▶ _WHAT TO DO_
This exercise asks for the entries below to be printed exactly.

━━ RECORDS PROVIDED ━━

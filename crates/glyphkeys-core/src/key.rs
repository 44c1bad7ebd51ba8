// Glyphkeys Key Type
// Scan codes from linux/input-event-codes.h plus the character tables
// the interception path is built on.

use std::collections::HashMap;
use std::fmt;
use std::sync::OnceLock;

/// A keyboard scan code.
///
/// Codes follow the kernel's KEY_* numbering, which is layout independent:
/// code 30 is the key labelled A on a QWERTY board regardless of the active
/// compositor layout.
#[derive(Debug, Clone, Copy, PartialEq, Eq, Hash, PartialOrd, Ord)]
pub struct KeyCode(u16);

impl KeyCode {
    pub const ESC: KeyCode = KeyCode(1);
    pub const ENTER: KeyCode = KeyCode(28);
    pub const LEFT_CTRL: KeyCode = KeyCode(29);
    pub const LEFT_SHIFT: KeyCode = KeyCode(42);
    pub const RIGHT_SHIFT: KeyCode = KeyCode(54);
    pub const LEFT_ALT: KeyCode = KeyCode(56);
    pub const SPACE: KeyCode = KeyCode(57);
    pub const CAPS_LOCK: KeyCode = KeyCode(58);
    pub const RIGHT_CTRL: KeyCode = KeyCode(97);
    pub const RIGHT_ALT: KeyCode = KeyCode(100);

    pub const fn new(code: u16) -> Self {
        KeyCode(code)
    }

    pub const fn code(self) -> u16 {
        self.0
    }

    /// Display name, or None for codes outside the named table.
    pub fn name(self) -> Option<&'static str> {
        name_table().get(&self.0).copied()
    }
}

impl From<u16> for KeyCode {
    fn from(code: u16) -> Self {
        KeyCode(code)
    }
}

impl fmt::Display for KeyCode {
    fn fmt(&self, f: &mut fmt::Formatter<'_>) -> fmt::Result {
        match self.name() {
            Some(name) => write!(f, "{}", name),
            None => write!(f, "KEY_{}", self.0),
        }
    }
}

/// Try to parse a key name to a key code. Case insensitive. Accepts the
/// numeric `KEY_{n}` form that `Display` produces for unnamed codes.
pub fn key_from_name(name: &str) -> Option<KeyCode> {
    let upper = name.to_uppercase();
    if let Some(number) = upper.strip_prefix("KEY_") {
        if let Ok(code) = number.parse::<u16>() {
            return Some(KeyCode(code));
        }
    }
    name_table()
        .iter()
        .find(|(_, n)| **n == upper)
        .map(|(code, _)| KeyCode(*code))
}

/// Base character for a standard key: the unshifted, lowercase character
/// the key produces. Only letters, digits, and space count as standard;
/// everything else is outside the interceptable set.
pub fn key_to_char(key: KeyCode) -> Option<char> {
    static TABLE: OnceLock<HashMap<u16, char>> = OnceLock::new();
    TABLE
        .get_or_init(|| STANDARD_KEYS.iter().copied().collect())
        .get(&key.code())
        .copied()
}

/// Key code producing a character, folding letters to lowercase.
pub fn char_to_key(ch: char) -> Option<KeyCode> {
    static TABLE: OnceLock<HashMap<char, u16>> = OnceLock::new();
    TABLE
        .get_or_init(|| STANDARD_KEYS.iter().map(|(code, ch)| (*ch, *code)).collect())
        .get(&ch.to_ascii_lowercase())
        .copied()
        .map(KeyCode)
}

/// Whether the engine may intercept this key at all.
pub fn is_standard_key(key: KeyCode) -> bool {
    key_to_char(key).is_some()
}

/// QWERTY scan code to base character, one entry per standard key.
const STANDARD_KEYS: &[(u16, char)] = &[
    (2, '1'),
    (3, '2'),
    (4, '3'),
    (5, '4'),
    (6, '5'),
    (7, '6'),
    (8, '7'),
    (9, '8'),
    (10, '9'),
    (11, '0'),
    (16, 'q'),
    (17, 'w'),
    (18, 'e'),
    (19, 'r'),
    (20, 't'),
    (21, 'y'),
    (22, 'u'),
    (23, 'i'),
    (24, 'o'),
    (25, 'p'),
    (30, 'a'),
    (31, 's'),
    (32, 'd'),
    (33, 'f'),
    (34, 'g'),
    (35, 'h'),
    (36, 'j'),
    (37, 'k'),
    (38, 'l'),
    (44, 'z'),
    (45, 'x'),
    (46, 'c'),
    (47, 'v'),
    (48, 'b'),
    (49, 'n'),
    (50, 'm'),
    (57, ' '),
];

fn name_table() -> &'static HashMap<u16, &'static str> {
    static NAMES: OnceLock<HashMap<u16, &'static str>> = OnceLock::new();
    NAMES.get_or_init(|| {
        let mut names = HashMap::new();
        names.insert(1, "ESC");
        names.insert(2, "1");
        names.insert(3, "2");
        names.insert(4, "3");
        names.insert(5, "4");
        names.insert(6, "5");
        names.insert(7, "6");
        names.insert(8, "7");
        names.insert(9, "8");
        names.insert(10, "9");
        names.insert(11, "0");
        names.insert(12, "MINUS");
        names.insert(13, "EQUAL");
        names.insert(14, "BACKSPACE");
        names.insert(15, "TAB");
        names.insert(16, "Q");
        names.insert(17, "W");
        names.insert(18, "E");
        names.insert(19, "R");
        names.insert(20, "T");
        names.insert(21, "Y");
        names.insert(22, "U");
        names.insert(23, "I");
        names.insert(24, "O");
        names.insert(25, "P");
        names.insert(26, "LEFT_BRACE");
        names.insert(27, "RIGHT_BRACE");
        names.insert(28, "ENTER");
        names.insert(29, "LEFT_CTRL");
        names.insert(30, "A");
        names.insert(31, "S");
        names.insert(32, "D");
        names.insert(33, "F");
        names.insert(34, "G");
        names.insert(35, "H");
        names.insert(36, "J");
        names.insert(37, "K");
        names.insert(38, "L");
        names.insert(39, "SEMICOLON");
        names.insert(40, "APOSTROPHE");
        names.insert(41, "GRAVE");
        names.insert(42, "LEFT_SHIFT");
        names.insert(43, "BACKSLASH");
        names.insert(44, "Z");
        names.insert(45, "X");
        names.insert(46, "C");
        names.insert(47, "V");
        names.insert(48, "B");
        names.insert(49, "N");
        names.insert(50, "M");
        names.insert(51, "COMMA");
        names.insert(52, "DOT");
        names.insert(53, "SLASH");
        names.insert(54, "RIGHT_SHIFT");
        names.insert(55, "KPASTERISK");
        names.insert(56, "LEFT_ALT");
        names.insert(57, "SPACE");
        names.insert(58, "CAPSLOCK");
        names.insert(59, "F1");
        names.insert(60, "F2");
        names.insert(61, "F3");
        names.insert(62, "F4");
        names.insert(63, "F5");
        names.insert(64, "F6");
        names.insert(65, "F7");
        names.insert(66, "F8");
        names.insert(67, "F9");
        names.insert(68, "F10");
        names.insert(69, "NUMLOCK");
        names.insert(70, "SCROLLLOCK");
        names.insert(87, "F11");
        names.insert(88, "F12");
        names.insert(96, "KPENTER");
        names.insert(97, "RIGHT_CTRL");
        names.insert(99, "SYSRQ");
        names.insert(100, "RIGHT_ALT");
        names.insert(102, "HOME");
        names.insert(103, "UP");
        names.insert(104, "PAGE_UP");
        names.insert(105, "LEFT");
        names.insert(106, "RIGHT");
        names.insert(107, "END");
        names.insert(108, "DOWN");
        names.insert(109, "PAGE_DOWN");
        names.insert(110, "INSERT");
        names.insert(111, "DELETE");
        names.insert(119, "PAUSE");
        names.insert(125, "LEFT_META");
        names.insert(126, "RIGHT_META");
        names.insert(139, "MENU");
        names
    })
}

━━━

▶ _RESULT_
filename crates/glyphkeys-core/src/key.rs
repository 44c1bad7ebd51ba8
// Glyphkeys Key Type
// Scan codes from linux/input-event-codes.h plus the character tables
// the interception path is built on.

use std::collections::HashMap;
use std::fmt;
use std::sync::OnceLock;

/// A keyboard scan code.
///
/// Codes follow the kernel's KEY_* numbering, which is layout independent:
/// code 30 is the key labelled A on a QWERTY board regardless of the active
/// compositor layout.
#[derive(Debug, Clone, Copy, PartialEq, Eq, Hash, PartialOrd, Ord)]
pub struct KeyCode(u16);

impl KeyCode {
    pub const ESC: KeyCode = KeyCode(1);
    pub const ENTER: KeyCode = KeyCode(28);
    pub const LEFT_CTRL: KeyCode = KeyCode(29);
    pub const LEFT_SHIFT: KeyCode = KeyCode(42);
    pub const RIGHT_SHIFT: KeyCode = KeyCode(54);
    pub const LEFT_ALT: KeyCode = KeyCode(56);
    pub const SPACE: KeyCode = KeyCode(57);
    pub const CAPS_LOCK: KeyCode = KeyCode(58);
    pub const RIGHT_CTRL: KeyCode = KeyCode(97);
    pub const RIGHT_ALT: KeyCode = KeyCode(100);

    pub const fn new(code: u16) -> Self {
        KeyCode(code)
    }

    pub const fn code(self) -> u16 {
        self.0
    }

    /// Display name, or None for codes outside the named table.
    pub fn name(self) -> Option<&'static str> {
        name_table().get(&self.0).copied()
    }
}

impl From<u16> for KeyCode {
    fn from(code: u16) -> Self {
        KeyCode(code)
    }
}

impl fmt::Display for KeyCode {
    fn fmt(&self, f: &mut fmt::Formatter<'_>) -> fmt::Result {
        match self.name() {
            Some(name) => write!(f, "{}", name),
            None => write!(f, "KEY_{}", self.0),
        }
    }
}

/// Try to parse a key name to a key code. Case insensitive. Accepts the
/// numeric `KEY_{n}` form that `Display` produces for unnamed codes.
pub fn key_from_name(name: &str) -> Option<KeyCode> {
    let upper = name.to_uppercase();
    if let Some(number) = upper.strip_prefix("KEY_") {
        if let Ok(code) = number.parse::<u16>() {
            return Some(KeyCode(code));
        }
    }
    name_table()
        .iter()
        .find(|(_, n)| **n == upper)
        .map(|(code, _)| KeyCode(*code))
}

/// Base character for a standard key: the unshifted, lowercase character
/// the key produces. Only letters, digits, and space count as standard;
/// everything else is outside the interceptable set.
pub fn key_to_char(key: KeyCode) -> Option<char> {
    static TABLE: OnceLock<HashMap<u16, char>> = OnceLock::new();
    TABLE
        .get_or_init(|| STANDARD_KEYS.iter().copied().collect())
        .get(&key.code())
        .copied()
}

/// Key code producing a character, folding letters to lowercase.
pub fn char_to_key(ch: char) -> Option<KeyCode> {
    static TABLE: OnceLock<HashMap<char, u16>> = OnceLock::new();
    TABLE
        .get_or_init(|| STANDARD_KEYS.iter().map(|(code, ch)| (*ch, *code)).collect())
        .get(&ch.to_ascii_lowercase())
        .copied()
        .map(KeyCode)
}

/// Whether the engine may intercept this key at all.
pub fn is_standard_key(key: KeyCode) -> bool {
    key_to_char(key).is_some()
}

/// QWERTY scan code to base character, one entry per standard key.
const STANDARD_KEYS: &[(u16, char)] = &[
    (2, '1'),
    (3, '2'),
    (4, '3'),
    (5, '4'),
    (6, '5'),
    (7, '6'),
    (8, '7'),
    (9, '8'),
    (10, '9'),
    (11, '0'),
    (16, 'q'),
    (17, 'w'),
    (18, 'e'),
    (19, 'r'),
    (20, 't'),
    (21, 'y'),
    (22, 'u'),
    (23, 'i'),
    (24, 'o'),
    (25, 'p'),
    (30, 'a'),
    (31, 's'),
    (32, 'd'),
    (33, 'f'),
    (34, 'g'),
    (35, 'h'),
    (36, 'j'),
    (37, 'k'),
    (38, 'l'),
    (44, 'z'),
    (45, 'x'),
    (46, 'c'),
    (47, 'v'),
    (48, 'b'),
    (49, 'n'),
    (50, 'm'),
    (57, ' '),
];

fn name_table() -> &'static HashMap<u16, &'static str> {
    static NAMES: OnceLock<HashMap<u16, &'static str>> = OnceLock::new();
    NAMES.get_or_init(|| {
        let mut names = HashMap::new();
        names.insert(1, "ESC");
        names.insert(2, "1");
        names.insert(3, "2");
        names.insert(4, "3");
        names.insert(5, "4");
        names.insert(6, "5");
        names.insert(7, "6");
        names.insert(8, "7");
        names.insert(9, "8");
        names.insert(10, "9");
        names.insert(11, "0");
        names.insert(12, "MINUS");
        names.insert(13, "EQUAL");
        names.insert(14, "BACKSPACE");
        names.insert(15, "TAB");
        names.insert(16, "Q");
        names.insert(17, "W");
        names.insert(18, "E");
        names.insert(19, "R");
        names.insert(20, "T");
        names.insert(21, "Y");
        names.insert(22, "U");
        names.insert(23, "I");
        names.insert(24, "O");
        names.insert(25, "P");
        names.insert(26, "LEFT_BRACE");
        names.insert(27, "RIGHT_BRACE");
        names.insert(28, "ENTER");
        names.insert(29, "LEFT_CTRL");
        names.insert(30, "A");
        names.insert(31, "S");
        names.insert(32, "D");
        names.insert(33, "F");
        names.insert(34, "G");
        names.insert(35, "H");
        names.insert(36, "J");
        names.insert(37, "K");
        names.insert(38, "L");
        names.insert(39, "SEMICOLON");
        names.insert(40, "APOSTROPHE");
        names.insert(41, "GRAVE");
        names.insert(42, "LEFT_SHIFT");
        names.insert(43, "BACKSLASH");
        names.insert(44, "Z");
        names.insert(45, "X");
        names.insert(46, "C");
        names.insert(47, "V");
        names.insert(48, "B");
        names.insert(49, "N");
        names.insert(50, "M");
        names.insert(51, "COMMA");
        names.insert(52, "DOT");
        names.insert(53, "SLASH");
        names.insert(54, "RIGHT_SHIFT");
        names.insert(55, "KPASTERISK");
        names.insert(56, "LEFT_ALT");
        names.insert(57, "SPACE");
        names.insert(58, "CAPSLOCK");
        names.insert(59, "F1");
        names.insert(60, "F2");
        names.insert(61, "F3");
        names.insert(62, "F4");
        names.insert(63, "F5");
        names.insert(64, "F6");
        names.insert(65, "F7");
        names.insert(66, "F8");
        names.insert(67, "F9");
        names.insert(68, "F10");
        names.insert(69, "NUMLOCK");
        names.insert(70, "SCROLLLOCK");
        names.insert(87, "F11");
        names.insert(88, "F12");
        names.insert(96, "KPENTER");
        names.insert(97, "RIGHT_CTRL");
        names.insert(99, "SYSRQ");
        names.insert(100, "RIGHT_ALT");
        names.insert(102, "HOME");
        names.insert(103, "UP");
        names.insert(104, "PAGE_UP");
        names.insert(105, "LEFT");
        names.insert(106, "RIGHT");
        names.insert(107, "END");
        names.insert(108, "DOWN");
        names.insert(109, "PAGE_DOWN");
        names.insert(110, "INSERT");
        names.insert(111, "DELETE");
        names.insert(119, "PAUSE");
        names.insert(125, "LEFT_META");
        names.insert(126, "RIGHT_META");
        names.insert(139, "MENU");
        names
    })
}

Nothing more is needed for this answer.